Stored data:

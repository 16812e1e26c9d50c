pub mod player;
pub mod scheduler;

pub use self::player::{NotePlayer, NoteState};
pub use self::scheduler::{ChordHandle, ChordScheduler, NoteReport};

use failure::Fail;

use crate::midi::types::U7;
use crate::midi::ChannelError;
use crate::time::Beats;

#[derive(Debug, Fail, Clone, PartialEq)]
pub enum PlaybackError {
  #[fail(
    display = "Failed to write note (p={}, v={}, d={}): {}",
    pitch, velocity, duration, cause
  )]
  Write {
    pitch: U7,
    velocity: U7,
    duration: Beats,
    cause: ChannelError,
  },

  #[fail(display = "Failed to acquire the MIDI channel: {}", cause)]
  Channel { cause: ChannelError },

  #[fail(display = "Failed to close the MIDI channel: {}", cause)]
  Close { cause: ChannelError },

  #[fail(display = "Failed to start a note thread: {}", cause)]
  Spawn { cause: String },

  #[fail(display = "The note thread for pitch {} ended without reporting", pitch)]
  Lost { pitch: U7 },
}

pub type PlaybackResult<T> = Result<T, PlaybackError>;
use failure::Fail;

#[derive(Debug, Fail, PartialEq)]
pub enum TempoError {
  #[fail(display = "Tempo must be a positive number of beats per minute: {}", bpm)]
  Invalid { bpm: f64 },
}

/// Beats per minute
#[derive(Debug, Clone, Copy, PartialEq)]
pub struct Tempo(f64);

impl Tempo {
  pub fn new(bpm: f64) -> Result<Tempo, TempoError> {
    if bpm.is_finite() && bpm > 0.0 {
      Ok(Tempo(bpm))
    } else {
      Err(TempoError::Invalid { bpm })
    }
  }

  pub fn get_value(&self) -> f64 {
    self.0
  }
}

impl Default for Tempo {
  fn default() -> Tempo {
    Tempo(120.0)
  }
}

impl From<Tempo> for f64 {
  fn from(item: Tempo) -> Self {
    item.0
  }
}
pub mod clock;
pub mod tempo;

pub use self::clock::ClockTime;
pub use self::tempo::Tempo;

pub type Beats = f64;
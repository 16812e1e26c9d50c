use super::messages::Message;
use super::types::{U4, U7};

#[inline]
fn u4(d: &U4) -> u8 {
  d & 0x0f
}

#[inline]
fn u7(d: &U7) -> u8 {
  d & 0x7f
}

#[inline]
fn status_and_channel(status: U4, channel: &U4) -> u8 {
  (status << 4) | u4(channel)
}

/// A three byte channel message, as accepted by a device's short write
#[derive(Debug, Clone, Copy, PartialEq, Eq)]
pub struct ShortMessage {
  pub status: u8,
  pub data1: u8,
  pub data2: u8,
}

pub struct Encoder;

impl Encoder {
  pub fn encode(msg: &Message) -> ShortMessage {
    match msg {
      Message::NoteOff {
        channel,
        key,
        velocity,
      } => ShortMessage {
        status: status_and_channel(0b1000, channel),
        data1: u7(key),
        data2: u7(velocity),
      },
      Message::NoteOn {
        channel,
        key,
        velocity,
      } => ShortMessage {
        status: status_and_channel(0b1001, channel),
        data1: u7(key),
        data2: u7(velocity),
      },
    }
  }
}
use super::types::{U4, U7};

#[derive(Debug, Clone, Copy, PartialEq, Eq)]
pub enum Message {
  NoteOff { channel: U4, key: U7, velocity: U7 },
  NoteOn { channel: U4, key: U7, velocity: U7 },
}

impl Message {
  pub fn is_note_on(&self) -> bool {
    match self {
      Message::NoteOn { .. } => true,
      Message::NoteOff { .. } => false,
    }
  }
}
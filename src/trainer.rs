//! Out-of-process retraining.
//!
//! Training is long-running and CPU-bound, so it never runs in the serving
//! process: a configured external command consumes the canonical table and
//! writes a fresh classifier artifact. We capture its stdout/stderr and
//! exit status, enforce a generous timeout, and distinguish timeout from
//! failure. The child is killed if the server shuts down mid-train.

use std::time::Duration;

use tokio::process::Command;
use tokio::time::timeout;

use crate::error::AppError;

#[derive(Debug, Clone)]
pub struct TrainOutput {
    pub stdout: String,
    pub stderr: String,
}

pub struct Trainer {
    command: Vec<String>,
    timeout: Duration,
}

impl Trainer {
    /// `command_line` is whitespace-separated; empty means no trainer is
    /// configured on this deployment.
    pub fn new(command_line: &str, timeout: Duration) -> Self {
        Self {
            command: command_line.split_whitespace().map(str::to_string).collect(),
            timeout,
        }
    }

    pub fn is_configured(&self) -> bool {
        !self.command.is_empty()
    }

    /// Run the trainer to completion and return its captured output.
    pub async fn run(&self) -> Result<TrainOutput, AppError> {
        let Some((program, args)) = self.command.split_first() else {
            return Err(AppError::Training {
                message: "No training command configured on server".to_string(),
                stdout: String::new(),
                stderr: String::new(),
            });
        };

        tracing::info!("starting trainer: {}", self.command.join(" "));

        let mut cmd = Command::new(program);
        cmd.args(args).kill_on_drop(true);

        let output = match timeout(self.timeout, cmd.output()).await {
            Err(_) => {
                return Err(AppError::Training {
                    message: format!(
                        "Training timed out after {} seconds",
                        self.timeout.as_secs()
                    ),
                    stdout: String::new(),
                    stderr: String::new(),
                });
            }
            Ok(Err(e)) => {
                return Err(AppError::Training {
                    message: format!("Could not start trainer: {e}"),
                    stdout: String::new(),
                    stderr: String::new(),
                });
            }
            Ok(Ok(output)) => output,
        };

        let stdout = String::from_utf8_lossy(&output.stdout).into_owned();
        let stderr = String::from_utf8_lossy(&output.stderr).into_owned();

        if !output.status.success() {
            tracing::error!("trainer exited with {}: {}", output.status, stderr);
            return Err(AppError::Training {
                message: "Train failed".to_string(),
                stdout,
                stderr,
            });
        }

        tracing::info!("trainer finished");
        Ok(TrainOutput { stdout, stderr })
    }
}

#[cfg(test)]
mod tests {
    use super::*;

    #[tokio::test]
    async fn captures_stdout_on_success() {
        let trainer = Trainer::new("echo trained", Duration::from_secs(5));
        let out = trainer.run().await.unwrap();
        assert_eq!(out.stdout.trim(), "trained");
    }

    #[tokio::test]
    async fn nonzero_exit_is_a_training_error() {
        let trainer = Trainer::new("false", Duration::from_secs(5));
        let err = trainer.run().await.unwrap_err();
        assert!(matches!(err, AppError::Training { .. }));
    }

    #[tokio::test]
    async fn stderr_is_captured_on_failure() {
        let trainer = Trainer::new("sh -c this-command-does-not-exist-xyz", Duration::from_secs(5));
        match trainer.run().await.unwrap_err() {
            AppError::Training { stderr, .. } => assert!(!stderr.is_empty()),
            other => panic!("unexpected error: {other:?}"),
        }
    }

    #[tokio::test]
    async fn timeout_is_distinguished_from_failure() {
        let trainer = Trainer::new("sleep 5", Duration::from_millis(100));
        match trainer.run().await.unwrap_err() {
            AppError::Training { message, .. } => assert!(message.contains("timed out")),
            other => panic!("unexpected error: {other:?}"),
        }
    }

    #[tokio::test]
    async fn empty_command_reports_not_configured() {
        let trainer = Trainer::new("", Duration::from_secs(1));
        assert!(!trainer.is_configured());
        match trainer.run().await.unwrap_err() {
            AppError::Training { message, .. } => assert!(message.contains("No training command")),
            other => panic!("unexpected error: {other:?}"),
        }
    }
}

Directions for this task
One number is all the reply should hold: how many lines in these records include the word "process".

Response below
3